▸ Problem statement: From the entries below, tally how many lines contain "Some" and report only that figure.

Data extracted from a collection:
-*-*-
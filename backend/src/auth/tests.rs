use super::*;
use jsonwebtoken::{EncodingKey, Header, encode};

const JWT_SECRET: &str = "supersecretjwtsecretforunittesting123";

fn make_token(secret: &str, exp: usize) -> String {
    let claims = SupabaseClaims {
        sub: "123e4567-e89b-12d3-a456-426614174000".to_string(),
        aud: "authenticated".to_string(),
        role: "authenticated".to_string(),
        email: Some("test@example.com".to_string()),
        exp,
    };

    encode(
        &Header::default(),
        &claims,
        &EncodingKey::from_secret(secret.as_bytes()),
    )
    .unwrap()
}

#[test]
fn test_validate_supabase_jwt_success() {
    let token = make_token(JWT_SECRET, 9999999999);

    let claims = validate_supabase_jwt(&token, JWT_SECRET).expect("Valid token should pass");
    assert_eq!(claims.sub, "123e4567-e89b-12d3-a456-426614174000");
    assert_eq!(claims.email, Some("test@example.com".to_string()));
}

#[test]
fn test_validate_supabase_jwt_expired() {
    let token = make_token(JWT_SECRET, 1);

    let result = validate_supabase_jwt(&token, JWT_SECRET);
    assert!(result.is_err());
}

#[test]
fn test_validate_supabase_jwt_invalid_signature() {
    let token = make_token("wrongsecret", 9999999999);

    let result = validate_supabase_jwt(&token, JWT_SECRET);
    assert!(result.is_err());
}

#[test]
fn test_access_token_from_cookie_header() {
    let header = "locale=en; sb-access-token=eyJ.token.value; other=1";
    assert_eq!(
        access_token_from_cookie_header(header),
        Some("eyJ.token.value".to_string())
    );

    assert_eq!(access_token_from_cookie_header("locale=en"), None);
}
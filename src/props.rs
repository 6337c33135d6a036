//! Ordered JSON property maps and data columns.
//!
//! Every trace, shape and layout in this crate is a Plotly JSON object. Options
//! that were not set never reach the output: [`Props::set_opt`] skips `None`
//! and [`Props::set_obj`] skips nested objects that ended up empty.

use serde_json::{Map, Value};

/// Builder for an ordered JSON object.
#[derive(Debug, Clone, Default, PartialEq)]
pub struct Props(Map<String, Value>);

impl Props {
    #[must_use]
    pub fn new() -> Self {
        Self(Map::new())
    }

    #[must_use]
    pub fn set(mut self, key: &str, value: impl Into<Value>) -> Self {
        self.0.insert(key.to_string(), value.into());
        self
    }

    #[must_use]
    pub fn set_opt<V: Into<Value>>(self, key: &str, value: Option<V>) -> Self {
        match value {
            Some(value) => self.set(key, value),
            None => self,
        }
    }

    /// Set a nested object unless it has no properties.
    #[must_use]
    pub fn set_obj(mut self, key: &str, props: Self) -> Self {
        if !props.0.is_empty() {
            self.0.insert(key.to_string(), Value::Object(props.0));
        }
        self
    }

    #[must_use]
    pub fn is_empty(&self) -> bool {
        self.0.is_empty()
    }

    #[must_use]
    pub fn into_map(self) -> Map<String, Value> {
        self.0
    }

    #[must_use]
    pub fn into_value(self) -> Value {
        Value::Object(self.0)
    }
}

/// A column of plot data (coordinates, texts, per-point colors).
///
/// Elements may be numbers, strings or `null` (Plotly uses `null` to break
/// a line into separate segments).
#[derive(Debug, Clone, Default, PartialEq)]
pub struct Data(Vec<Value>);

impl Data {
    #[must_use]
    pub const fn len(&self) -> usize {
        self.0.len()
    }

    #[must_use]
    pub const fn is_empty(&self) -> bool {
        self.0.is_empty()
    }

    #[must_use]
    pub fn as_slice(&self) -> &[Value] {
        &self.0
    }

    #[must_use]
    pub fn into_value(self) -> Value {
        Value::Array(self.0)
    }

    /// Numeric view of the column, `None` if any element is not a number.
    #[must_use]
    pub fn as_f64(&self) -> Option<Vec<f64>> {
        self.0.iter().map(Value::as_f64).collect()
    }
}

impl<T: Into<Value>> From<Vec<T>> for Data {
    fn from(values: Vec<T>) -> Self {
        Self(values.into_iter().map(Into::into).collect())
    }
}

impl<T: Into<Value> + Clone> From<&[T]> for Data {
    fn from(values: &[T]) -> Self {
        Self(values.iter().cloned().map(Into::into).collect())
    }
}

impl<T: Into<Value>, const N: usize> From<[T; N]> for Data {
    fn from(values: [T; N]) -> Self {
        Self(values.into_iter().map(Into::into).collect())
    }
}

#[cfg(test)]
#[path = "props_tests.rs"]
mod tests;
-*-*-
▸ Response area: 4